The region has grappled with ethnic violence over the years, with a series of riots between Uyghurs and Han Chinese that broke out in July 2009 and left nearly 200 people dead and hundreds injured. In recent years, the violence has subsided, with critics of the Chinese government accusing it of a massive crackdown on dissent. According to a recent UN panel report, that included placing some 1 million Uyghurs in "counterextremism centers" and even more in "reeducation camps."
In its editorial on Saturday, the Global Times attributed unrest in the turbulent region to "external factors," accusing the US of adding fuel to the fire of ethnic tension. On Wednesday, a group of US lawmakers, led by Senator Marco Rubio and Representative Chris Smith, co-chair of the Congressional Executive Commission on China, penned a letter to US Secretary of State Mike Pompeo and Treasury Secretary Steven Mnuchin, urging them to slap senior Chinese officials with sanctions under the Magnitsky Act. Rubio and Smith believe the officials to be responsible for "arbitrary detention, torture, egregious restrictions on religious practice and culture" and other alleged mistreatment of Uyghurs.
The Magnitsky Act, initially passed by the US government in 2012 to punish those it considered to be behind Russian accountant Sergey Magnitsky's death in a Russian jail, was expanded in 2016 ostensibly to fight corruption and human rights violations on a global scale.
"Western accusations of Xinjiang governance seriously misled the extremists, making them believe they were launching religious Jihad and won sympathy and support from Western and international society," the tabloid stated, calling out the West for disregarding the situation on the ground with its "empty statements about human rights."
"Such empty talk inspires extremists, which meets the purposes of some Western politicians trying to undermine the governance achievements in Xinjiang and push the region into turmoil."
Unlike the one promoted by the West, the Chinese idea of human rights is "rooted in the reality of Xinjiang and supported by most developing countries," the tabloid argues, noting that the overriding goal of the region's administration is to keep it from descending into chaos again, which is in the interests of most of its residents as well.
"Whether Xinjiang governance abuses human rights must be judged by whether its results safeguard the interests of the majority in the region," the article stated.
"No external force is allowed to make decisions for them. They have the support of the Chinese people," the publication concludes.

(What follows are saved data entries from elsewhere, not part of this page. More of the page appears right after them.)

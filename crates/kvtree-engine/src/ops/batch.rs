use tracing::debug;

use crate::error::TreeResult;
use crate::node::NodeSpec;
use crate::tree::KvTree;

impl KvTree {
    /// Create many nodes, shallowest first. Returns how many were created.
    ///
    /// Specs are stably sorted by path length, so a parent listed anywhere
    /// in the batch is created before its children. A child whose parent is
    /// neither in the batch nor in the tree fails with
    /// [`ParentMissing`](crate::TreeError::ParentMissing); nodes created
    /// before the failure stay.
    pub async fn batch_create_nodes(&self, mut specs: Vec<NodeSpec>) -> TreeResult<usize> {
        specs.sort_by_key(|spec| spec.path.len());
        for spec in &specs {
            self.create_node(&spec.path, &spec.value).await?;
        }
        debug!(count = specs.len(), "batch created nodes");
        Ok(specs.len())
    }
}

Former US diplomat Jim Jatras believes that while human rights issues are a real thing for China, Washington seeks to exploit them for its own ends.
"There are violations of certain standards of human rights that the Chinese may engage in," he said. "That is double the case when the country feels that it has an insurgency within its borders. I'm not saying that these violations may not be taking place, what I'm saying is that these are probably being exaggerated very selectively for protocol purposes by people in Washington."
One possible explanation is that possible sanctions are another avenue of economic attack against China, said Jatras, and in particular its ambitious Belt and Road initiative which aims to spread trade connections throught the entire Eurasian continent.
"I don't know how far people in Washington are willing to take it, but no doubt it's intended precisely for the purpose of disrupting the Belt and Road initiative," Jatras said.